In a security milieu, where traditional and irregular threats increasingly intercept, maritime governance has emerged as a key area of focus. — Lisa Curtis, Senior Research Fellow, The Heritage Foundation, USA
Linked to the economic consequences for the American economy, if it were to dilute its naval presence in Asia-Pacific, the nature of the evolving strategic competition between China and the US could potentially undermine maritime stability in two ways. First, the American quest to maintain naval primacy means that it has no option but to maintain a strong military presence in Asia-Pacific to ensure the movement of sea-borne trade and sustain its extended deterrence commitments in continental Asia. Its Asian allies such as Japan, South Korea, member states of the Association of South East Asian Nations (ASEAN), and the two antipodean states in Australia and New Zealand, will be affected if the US were to dilute its presence in the region and compelled to forge an intra-Asian balance against Chinese power.

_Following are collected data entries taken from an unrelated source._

//! Oscillator primitives — waveform generation for the synthesizers.

use std::f64::consts::PI;

/// Available waveform shapes.
#[derive(Debug, Clone, Copy, PartialEq, Eq)]
pub enum Waveform {
    Sine,
    Saw,
    Square,
    Triangle,
}

/// Generate a single sample for the given waveform at the specified phase.
///
/// `phase` is in the range [0.0, 1.0), representing one full cycle.
/// Returns a value in [-1.0, 1.0].
pub fn oscillator(waveform: Waveform, phase: f64) -> f64 {
    match waveform {
        Waveform::Sine => (phase * 2.0 * PI).sin(),
        Waveform::Saw => 2.0 * phase - 1.0,
        Waveform::Square => {
            if phase < 0.5 {
                1.0
            } else {
                -1.0
            }
        }
        Waveform::Triangle => {
            if phase < 0.25 {
                4.0 * phase
            } else if phase < 0.75 {
                2.0 - 4.0 * phase
            } else {
                4.0 * phase - 4.0
            }
        }
    }
}
//! Transport — start/stop control, master fades, and the persisted
//! enable preference.
//!
//! One `Transport` value owns the whole lifecycle: the lazily created sink,
//! the scheduler handle, and the enabled flag. Browser-style audio engines
//! refuse to sound before a user gesture, so the sink is not created until
//! the first `start()`.

use std::path::PathBuf;
use std::sync::Arc;
use std::time::Duration;

use crate::audio::AudioError;
use crate::settings::{self, Settings};
use crate::synth::AudioSink;

use super::phrase::{self, MUSIC_MASTER_LEVEL};
use super::planner::{PhrasePlanner, GUARD_SECS};
use super::scheduler::{self, SchedulerHandle};

/// Master fade-in when the music starts.
pub const FADE_IN_SECS: f64 = 3.5;
/// Master fade-out when the music stops. In-flight notes keep sounding under
/// the fade; only the aggregate gain falls.
pub const FADE_OUT_SECS: f64 = 1.8;

/// Creates the sink on first start. Failure means no music this session —
/// the transport stays stopped and nothing propagates.
pub type SinkFactory = Box<dyn Fn() -> Result<Arc<dyn AudioSink>, AudioError> + Send>;

/// Transport state machine: Stopped ⇄ Running, plus the persisted preference.
pub struct Transport {
    factory: SinkFactory,
    sink: Option<Arc<dyn AudioSink>>,
    scheduler: Option<SchedulerHandle>,
    enabled: bool,
    interacted: bool,
    settings_path: PathBuf,
}

impl Transport {
    /// Restore the persisted preference and build a stopped transport.
    pub fn new(factory: SinkFactory, settings_path: PathBuf) -> Self {
        let enabled = settings::load(&settings_path)
            .map(|s| s.music)
            .unwrap_or(true);
        Self {
            factory,
            sink: None,
            scheduler: None,
            enabled,
            interacted: false,
            settings_path,
        }
    }

    /// Whether the user wants music (persisted).
    pub fn is_enabled(&self) -> bool {
        self.enabled
    }

    /// Whether the scheduling loop is running.
    pub fn is_running(&self) -> bool {
        self.scheduler.is_some()
    }

    /// First-user-gesture hook. The first call starts the music if enabled;
    /// later calls do nothing.
    pub fn on_first_interaction(&mut self) {
        if self.interacted {
            return;
        }
        self.interacted = true;
        if self.enabled {
            self.start();
        }
    }

    /// Start the music: create the sink if needed, fade the master in,
    /// compose the first phrase, arm the scheduler. No-op while running.
    pub fn start(&mut self) {
        if self.scheduler.is_some() {
            return;
        }
        if self.sink.is_none() {
            match (self.factory)() {
                Ok(sink) => self.sink = Some(sink),
                // Sound is best-effort; a missing device just means silence.
                Err(_) => return,
            }
        }
        let Some(sink) = self.sink.clone() else {
            return;
        };

        let _ = sink.ramp_master(MUSIC_MASTER_LEVEL, FADE_IN_SECS);

        let planner = PhrasePlanner::new(phrase::PHRASE_SECS, GUARD_SECS);
        self.scheduler = Some(scheduler::spawn(
            sink,
            planner,
            poll_interval(),
            phrase::compose_phrase,
        ));
    }

    /// Stop the music: cancel the pending wake-up and fade the master out.
    /// Already-scheduled events finish naturally. No-op while stopped.
    pub fn stop(&mut self) {
        let Some(handle) = self.scheduler.take() else {
            return;
        };
        handle.stop();
        if let Some(sink) = &self.sink {
            let _ = sink.ramp_master(0.0, FADE_OUT_SECS);
        }
    }

    /// Flip the preference, persist it, and start or stop accordingly.
    /// Returns the new enabled state.
    pub fn toggle(&mut self) -> bool {
        self.enabled = !self.enabled;
        if let Err(e) = settings::save(
            &self.settings_path,
            &Settings {
                music: self.enabled,
            },
        ) {
            eprintln!("failed to save settings: {e}");
        }
        if self.enabled {
            self.start();
        } else {
            self.stop();
        }
        self.enabled
    }
}

impl Drop for Transport {
    fn drop(&mut self) {
        self.stop();
    }
}

/// Wake up twice per phrase — well inside the lookahead window, so timer
/// drift never skips a slot.
fn poll_interval() -> Duration {
    Duration::from_secs_f64(phrase::BAR_SECS * 2.0)
}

France wants to play its role in this region, enhancing our partnership and cooperation bilaterally with all the major stakeholders for the stability of Indo-Pacific, at the same time supporting regional organisations and multilateralism. — Luc Hallade, Ambassador in charge of cooperation in the Indian Ocean, France
Notwithstanding US President Donald Trump’s protectionist and populist instincts and call for greater military burden sharing on part of America’s allies, Asia remains critical to American national interests and, therefore, Washington’s sustained engagement. Among Asian states, China, however, is the most consequential actor and presents a direct challenge to American naval power. Ironically, China, which has been among the principal beneficiaries, particularly in the commercial and economic realms of American power, is now poised to contest the American defence posture and the states neighbouring China. Beijing has methodically gone about converting its economic power into military power over the last two decades. It is but clear that the gradual transformation of the Chinese navy into a blue water fighting force could neutralise its immediate neighbours with whom it has disputatious maritime claims, such as in the South China Sea, but would significantly spur Sino-American naval competition.
The views expressed above belong to the author(s).